Quelles sont, selon vos expériences, l’apport de la musique nigérienne dans l’économie du pays surtout quand on sait que vous côtoyez beaucoup ces acteurs ?
Aujourd’hui, l’art joue un rôle essentiel dans le développement d’un pays et la musique tout particulièrement. De nombreux pays ont d’ailleurs misé sur la musique pour se promouvoir et faire connaitre leurs cultures. Au Niger, je pense que l’apport de la musique dans notre économie est vérifiable. Seulement, en l’absence d’un cadre réglementaire formel et officiellement fonctionnel, des chiffres clairs sont peut-être difficiles à produire afin de mesurer les véritables impacts de la musique dans l’économie. Hélas, la piraterie fait des dégâts et nous devons si nous voulons évoluer nous adapter aux changements qui s’offrent à nous, c’est-à-dire les Nouvelles Techniques de l’Information et de la Communication (NTICs) Aujourd’hui, rien ne se fait sans internet, sans les réseaux sociaux, juste bien les connaitre, les appliquer et bien s’en servir, et le tour est joué. Quoi qu’on dise, une chose est sûre, avec d’une part les activités telles que les cérémonies de mariages, les cocktails, et d’autres part, les animations dans les bars, les restaurants, les boites de nuits, les hôtels, les salles de concerts…, la musique contribue à créer des activités génératrices de revenus et à faire vivre de nombreux foyers et secteurs.
Dites-nous clairement, que doivent faire selon vous les autorités en charge de la culture pour la promouvoir davantage ?

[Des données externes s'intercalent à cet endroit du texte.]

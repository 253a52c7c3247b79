// src/notify/report.rs

use crate::domain::breakdown::{grand_total, total_flagged};
use crate::domain::category::{Category, Classifier};
use crate::domain::changes::{has_flagged_change, ChangeRecord};
use crate::domain::history::HistoryEntry;
use crate::domain::snapshot::MoveInBreakdown;

const BANNER_WIDTH: usize = 50;
const RULE_WIDTH: usize = 40;
const HIGHLIGHT_WIDTH: usize = 25;

#[derive(Debug, Clone, Copy, PartialEq, Eq)]
pub enum ReportVariant {
    /// Includes each property's move-in breakdown.
    Full,
    /// Counts and URLs only.
    Compact,
}

/// Renders the plain-text notification mail for one history entry.
#[derive(Debug, Clone)]
pub struct ReportFormatter {
    classifier: Classifier,
    site_url: String,
    variant: ReportVariant,
}

impl ReportFormatter {
    pub fn new(classifier: Classifier, site_url: impl Into<String>, variant: ReportVariant) -> Self {
        Self {
            classifier,
            site_url: site_url.into(),
            variant,
        }
    }

    fn flagged_title(&self) -> String {
        format!("{}入居", self.classifier.flagged_month().needle())
    }

    pub fn format(&self, entry: &HistoryEntry, changes: Option<&[ChangeRecord]>) -> String {
        let flagged_count = total_flagged(&entry.properties, &self.classifier);

        let mut lines: Vec<String> = vec![
            "=".repeat(BANNER_WIDTH),
            "SUUMO 物件情報 変更通知".to_string(),
            "=".repeat(BANNER_WIDTH),
            format!("検出日時: {} {}", entry.date, entry.time),
            String::new(),
        ];

        if let Some(changes) = changes.filter(|c| !c.is_empty()) {
            lines.push("変更内容:".to_string());
            lines.push("-".repeat(RULE_WIDTH));

            for (property, group) in group_by_property(changes) {
                lines.push(format!("[物件] {property}"));
                for change in group {
                    if change.is_flagged() {
                        lines.push(format!("  * {} *注目*", change.message()));
                    } else {
                        lines.push(format!("  - {}", change.message()));
                    }
                }
                lines.push(String::new());
            }

            lines.push("-".repeat(RULE_WIDTH));
            lines.push(String::new());
        }

        if flagged_count > 0 {
            lines.push("*".repeat(HIGHLIGHT_WIDTH));
            lines.push(format!("{}: 現在{flagged_count}件", self.flagged_title()));
            lines.push("*".repeat(HIGHLIGHT_WIDTH));
            lines.push(String::new());
        }

        for prop in &entry.properties {
            lines.push("-".repeat(RULE_WIDTH));
            lines.push(format!("[物件] {}", prop.name));
            lines.push(format!("   空室数: {}件", prop.count));

            if self.variant == ReportVariant::Full {
                lines.push("   入居時期:".to_string());
                lines.push(self.format_breakdown(&prop.move_in_breakdown));
            }

            lines.push(format!("   URL: {}", prop.url));
            lines.push(String::new());
        }

        lines.push("=".repeat(BANNER_WIDTH));
        lines.push(format!("合計空室数: {}件", grand_total(&entry.properties)));
        lines.push("=".repeat(BANNER_WIDTH));
        lines.push(String::new());
        lines.push("このメールは自動送信されています。".to_string());
        lines.push("詳細はWebサイトをご確認ください。".to_string());
        lines.push(String::new());
        lines.push(format!("Webサイト: {}", self.site_url));

        lines.join("\n")
    }

    /// Flagged labels, then immediate/negotiable, then everything else;
    /// each bucket sorted and printed only when non-empty.
    pub fn format_breakdown(&self, breakdown: &MoveInBreakdown) -> String {
        if breakdown.is_empty() {
            return "データなし".to_string();
        }

        let mut flagged = Vec::new();
        let mut flexible = Vec::new();
        let mut scheduled = Vec::new();

        for (key, count) in breakdown {
            let line = format!("  * {key}: {count}件");
            match self.classifier.classify(key) {
                Category::Flagged => flagged.push(line),
                Category::Immediate | Category::Negotiable => flexible.push(line),
                Category::Dated => scheduled.push(line),
            }
        }

        let flagged_header = format!("  【{} *注目*】", self.flagged_title());
        let buckets = [
            (flagged_header.as_str(), flagged),
            ("  【即入居可・相談】", flexible),
            ("  【時期指定】", scheduled),
        ];

        let mut out = Vec::new();
        for (header, mut bucket) in buckets {
            if bucket.is_empty() {
                continue;
            }
            bucket.sort();
            out.push(header.to_string());
            out.extend(bucket);
        }
        out.join("\n")
    }

    /// Priority: a flagged change beats a non-zero flagged total, which
    /// beats the plain update subject.
    pub fn subject_line(&self, entry: &HistoryEntry, changes: Option<&[ChangeRecord]>) -> String {
        let needle = self.classifier.flagged_month().needle();
        let flagged_count = total_flagged(&entry.properties, &self.classifier);

        if has_flagged_change(changes) {
            format!(
                "【{needle}入居に変更あり】SUUMO物件情報 {} {}",
                entry.date, entry.time
            )
        } else if flagged_count > 0 {
            format!(
                "【物件情報更新】SUUMO {} {} ({needle}: {flagged_count}件)",
                entry.date, entry.time
            )
        } else {
            format!("【物件情報更新】SUUMO {} {}", entry.date, entry.time)
        }
    }
}

/// Groups changes by property name, keeping first-seen order.
fn group_by_property(changes: &[ChangeRecord]) -> Vec<(&str, Vec<&ChangeRecord>)> {
    let mut groups: Vec<(&str, Vec<&ChangeRecord>)> = Vec::new();
    for change in changes {
        match groups.iter_mut().find(|(name, _)| *name == change.property()) {
            Some((_, group)) => group.push(change),
            None => groups.push((change.property(), vec![change])),
        }
    }
    groups
}
mod controller;

pub use controller::{
    ChangeAlert, DashboardController, DashboardView, LatestView, MoveInTag, PropertyCard,
};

Je pense qu’un premier pas a été franchi par les autorités avec le décret sur le statut de l’artiste au Niger. Maintenant, il faut mettre en application et veiller aux respects de ce statut. Je crois sincèrement que ce statut va donner beaucoup d’avantages et d’opportunités aux artistes. Comme je l’ai dit, l’art est une chaine. Si ça marche pour les artistes, ça marchera en même temps pour tous les autres métiers qui tournent autour comme celui de l’animateur, du présentateur, du manager, du promoteur… Changeons nos façons de faire et tout réussira surtout aux artistes : ça leur permettra de jouir de leur art.